Dilansir dari theconversation.com, penghapusan Premium dan Pertalite tak cukup efektif untuk menekan emisi BBM. Buruknya kualitas BBM ini bermula dari standar implementasi terkait dengan emisi kendaraan dan standar bahan bakar yang tidak selaras antara Direktorat Jenderal Migas ESDM yang kuasa atas tata kelola kualitas BBM dan Kementerian Lingkungan Hidup dan Kehutanan (KLHK) yang mengatur standar emisi gas buangan kendaraan bermotor.
Dalam hal standar emisi kendaraan, KLHK mewajibkan emisi kendaraan roda dua harus sesuai dengan standar Euro 3, berdasarkan Peraturan Menteri Lingkungan No. 23 Tahun 2012. Adapun kendaraan bensin roda empat, sesuai dengan Peraturan Menteri Lingkungan Hidup dan Kehutanan No. 20 Tahun 2017, mesti berstandar Euro 4.
Namun, Direktorat Jenderal Migas ESMD justru masih mengatur kualitas bensin dengan standar yang lebih buruk dibandingkan standar emisi kendaraan versi KLHK. Misalnya, kandungan sulfur bensin Premium dan Pertalite masih dibolehkan mencapai 500 parts per million (ppm). Bahkan, pembatasan kandungan sulfur yang sama juga berlaku bagi bensin oktan 91 dan 95.
Ketidakselarasan ini mesti segera memiliki titik temu sebab perbaikan kualitas keduanya tak bisa dipisahkan. Mengingat pula, agar kendaraan yang berstandar emisi mutakhir dapat beroperasi optimal. Produsen kendaraan juga harus memproduksi dan memasarkan kendaraan dengan gas buang yang lebih baik. Di samping itu, perusahaan migas juga harus menaikkan kualitas bahan bakarnya, sesuai dengan perkembangan teknologi dan yang luwes dengan lingkungan. Tanpa kehendak tersebut, sektor transportasi akan terus-terusan menjadi penyumbang besar polusi udara, terutama di kota-kota besar.

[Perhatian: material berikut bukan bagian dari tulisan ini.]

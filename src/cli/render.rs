//! Render a single template of a job.
//!
//! # Examples
//!
//! ```bash
//! release-templates render --release release --job loggr-syslog-binding-cache \
//!     --properties props.yml --links links.yml
//!
//! release-templates render -r release -j loggr-syslog-binding-cache \
//!     -t config/certs/api_ca.crt -p props.yml -l links.yml -o api_ca.crt
//! ```

use anyhow::{Context, Result};
use clap::Args;
use std::path::PathBuf;

use super::common::{InputArgs, JobArgs, RenderInputs, load_job};
use crate::config::ToolConfig;
use crate::constants::BPM_DESTINATION;

#[derive(Args, Debug)]
pub struct RenderCommand {
    #[command(flatten)]
    pub job: JobArgs,

    /// Destination path of the template, as declared in the job spec
    #[arg(short, long, value_name = "DEST", default_value = BPM_DESTINATION)]
    pub template: String,

    #[command(flatten)]
    pub inputs: InputArgs,

    /// Write to FILE instead of stdout
    #[arg(short, long, value_name = "FILE")]
    pub output: Option<PathBuf>,
}

impl RenderCommand {
    pub async fn execute(self, config: &ToolConfig) -> Result<()> {
        let job = load_job(&self.job, config)?;
        let template = job.template(&self.template)?;
        let inputs = RenderInputs::load(&self.inputs, config).await?;

        let rendered = template
            .render_with(&inputs.properties, &inputs.links, &inputs.options)
            .with_context(|| format!("Failed to render '{}' of job '{}'", self.template, job.name()))?;

        match &self.output {
            Some(path) => {
                tokio::fs::write(path, &rendered)
                    .await
                    .with_context(|| format!("Failed to write {}", path.display()))?;
                tracing::info!("Wrote {} ({} bytes)", path.display(), rendered.len());
            }
            None => print!("{rendered}"),
        }

        Ok(())
    }
}
//! release-templates CLI entry point
//!
//! Parses arguments, runs the selected command and prints failures as a
//! user-friendly error before exiting with status 1:
//! - `render` - Render one template of a job
//! - `validate` - Render every template of a job
//! - `jobs` - List the jobs of a release

use anyhow::Result;
use clap::Parser;
use release_templates::cli;
use release_templates::core::user_friendly_error;

#[tokio::main]
async fn main() -> Result<()> {
    let cli = cli::Cli::parse();

    #[cfg(windows)]
    colored::control::set_virtual_terminal(true).ok();

    match cli.execute().await {
        Ok(()) => Ok(()),
        Err(e) => {
            let error_ctx = user_friendly_error(e);
            error_ctx.display();
            std::process::exit(1);
        }
    }
}
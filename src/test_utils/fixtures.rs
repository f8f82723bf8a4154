//! Test fixtures: throwaway releases on disk and the standard binding-cache inputs.

use anyhow::{Context, Result};
use serde_json::{Value, json};
use std::fs;
use std::path::{Path, PathBuf};
use tempfile::TempDir;

use crate::constants::{JOBS_DIR, SPEC_FILE, TEMPLATES_DIR};
use crate::links::{Link, LinkInstance};
use crate::properties::Properties;

/// A release directory in a temporary location, removed on drop.
///
/// ```rust,no_run
/// use release_templates::test_utils::ReleaseFixture;
///
/// # fn example() -> anyhow::Result<()> {
/// let release = ReleaseFixture::new()?
///     .job("web", "name: web\ntemplates:\n  bpm.yml.tera: config/bpm.yml\n")?
///     .template("web", "bpm.yml.tera", "processes: []\n")?;
/// # Ok(())
/// # }
/// ```
#[derive(Debug)]
pub struct ReleaseFixture {
    temp: TempDir,
}

impl ReleaseFixture {
    /// An empty release with a `jobs/` directory.
    pub fn new() -> Result<Self> {
        let temp = TempDir::new().context("Failed to create temp release dir")?;
        fs::create_dir_all(temp.path().join(JOBS_DIR))?;
        Ok(Self {
            temp,
        })
    }

    pub fn path(&self) -> &Path {
        self.temp.path()
    }

    pub fn job_dir(&self, job: &str) -> PathBuf {
        self.path().join(JOBS_DIR).join(job)
    }

    /// Write `jobs/<job>/spec`.
    pub fn job(self, job: &str, spec: &str) -> Result<Self> {
        let dir = self.job_dir(job);
        fs::create_dir_all(dir.join(TEMPLATES_DIR))?;
        fs::write(dir.join(SPEC_FILE), spec)
            .with_context(|| format!("Failed to write spec for {job}"))?;
        Ok(self)
    }

    /// Write `jobs/<job>/templates/<source>`.
    pub fn template(self, job: &str, source: &str, body: &str) -> Result<Self> {
        let path = self.job_dir(job).join(TEMPLATES_DIR).join(source);
        if let Some(parent) = path.parent() {
            fs::create_dir_all(parent)?;
        }
        fs::write(&path, body).with_context(|| format!("Failed to write {}", path.display()))?;
        Ok(self)
    }

    /// Write an arbitrary file relative to the release root, for CLI inputs.
    pub fn file(&self, relative: &str, content: &str) -> Result<PathBuf> {
        let path = self.path().join(relative);
        if let Some(parent) = path.parent() {
            fs::create_dir_all(parent)?;
        }
        fs::write(&path, content)?;
        Ok(path)
    }
}

/// The release shipped in this repository.
pub fn bundled_release_dir() -> PathBuf {
    PathBuf::from(env!("CARGO_MANIFEST_DIR")).join("release")
}

/// Minimal properties satisfying every required property the binding cache's
/// `bpm.yml` reads.
pub fn binding_cache_properties_value() -> Value {
    json!({
        "api": { "tls": { "cn": "CN" } },
        "tls": { "cn": "CN" },
        "aggregate_drain_certificates": "aggregate_drain_certificates",
        "external_port": 8888,
    })
}

pub fn binding_cache_properties() -> Properties {
    Properties::from_value(binding_cache_properties_value())
        .expect("fixture properties are a mapping")
}

/// The `cloud_controller` link with a single instance `a-b-c-d`.
pub fn cloud_controller_link() -> Link {
    Link::new("cloud_controller").with_instance(LinkInstance::new("a-b-c-d"))
}
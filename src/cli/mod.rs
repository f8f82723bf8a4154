//! Command-line interface for release-templates.
//!
//! # Commands
//!
//! - `render` - Render one template of a job (default `config/bpm.yml`)
//! - `validate` - Render every template of a job and check `bpm.yml` parses
//! - `jobs` - List the jobs of a release
//!
//! # Global Options
//!
//! - `--verbose` / `-v` - Debug logging on stderr
//! - `--quiet` / `-q` - Errors only
//! - `--config` / `-c` - Tool configuration file (see [`crate::config`])
//!
//! `RUST_LOG` takes precedence over both logging flags.
//!
//! # Example
//!
//! ```bash
//! release-templates render --release release --job loggr-syslog-binding-cache \
//!     --properties props.yml --links links.yml
//! ```

pub mod common;
mod jobs;
mod render;
pub mod validate;


use anyhow::Result;
use clap::{Parser, Subcommand};
use std::path::PathBuf;
use tracing_subscriber::EnvFilter;

use crate::config::ToolConfig;

/// Settings derived from global flags, applied before a command runs.
#[derive(Debug, Clone, Default)]
pub struct CliConfig {
    /// Log filter directive (`debug`, `info`, `error`)
    pub log_level: Option<String>,
    /// Explicit configuration file
    pub config_path: Option<PathBuf>,
}

impl CliConfig {
    #[must_use]
    pub fn new() -> Self {
        Self::default()
    }

    /// Install the global tracing subscriber, writing to stderr.
    ///
    /// `RUST_LOG` wins over the configured level. Calling this more than once is
    /// harmless; later calls are ignored.
    pub fn init_logging(&self) {
        let filter = if std::env::var("RUST_LOG").is_ok() {
            EnvFilter::from_default_env()
        } else {
            EnvFilter::new(self.log_level.as_deref().unwrap_or("info"))
        };

        let _ = tracing_subscriber::fmt()
            .with_env_filter(filter)
            .with_writer(std::io::stderr)
            .with_target(false)
            .try_init();
    }
}

#[derive(Parser, Debug)]
#[command(
    name = "release-templates",
    about = "Render and validate job templates of a release",
    version,
    long_about = "Renders the templates of a release's jobs (bpm.yml, certificates, config files) \
                  from a properties file, consumed links and an instance spec."
)]
pub struct Cli {
    #[command(subcommand)]
    command: Commands,

    /// Enable debug logging
    #[arg(short, long, global = true)]
    verbose: bool,

    /// Only log errors
    #[arg(short, long, global = true, conflicts_with = "verbose")]
    quiet: bool,

    /// Path to the configuration file
    #[arg(short, long, global = true, value_name = "FILE")]
    config: Option<PathBuf>,
}

#[derive(Subcommand, Debug)]
enum Commands {
    /// Render one template of a job
    Render(render::RenderCommand),

    /// Render every template of a job and report failures
    Validate(validate::ValidateCommand),

    /// List the jobs in a release
    Jobs(jobs::JobsCommand),
}

impl Cli {
    pub async fn execute(self) -> Result<()> {
        let config = self.build_config();
        self.execute_with_config(config).await
    }

    #[must_use]
    pub fn build_config(&self) -> CliConfig {
        let log_level = if self.verbose {
            Some("debug".to_string())
        } else if self.quiet {
            Some("error".to_string())
        } else {
            Some("info".to_string())
        };

        CliConfig {
            log_level,
            config_path: self.config.clone(),
        }
    }

    pub async fn execute_with_config(self, config: CliConfig) -> Result<()> {
        config.init_logging();
        let tool_config = ToolConfig::load(config.config_path.as_deref()).await?;

        match self.command {
            Commands::Render(cmd) => cmd.execute(&tool_config).await,
            Commands::Validate(cmd) => cmd.execute(&tool_config).await,
            Commands::Jobs(cmd) => cmd.execute(&tool_config).await,
        }
    }
}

Selain itu, peneliti Institute of Development and Economics Finance (INDEF) Abra Talattov mengatakan bahwa rencana penghapusan Premium dan Pertalite tidak boleh dilakukan secara terburu-buru oleh pemerintah. Menurutnya, rencana tersebut masih perlu mempertimbangkan banyak kondisi, seperti ekonomi dan sosial masyarakat. Bila kedua jenis BBM tersebut dihapuskan, akan langsung memicu pengeluaran biaya yang lebih besar untuk kebutuhan energi. Seterusnya, akan menimbulkan kenaikan-kenaikan harga pada beragam sektor, baik dari sisi transportasi maupun bahan pokok.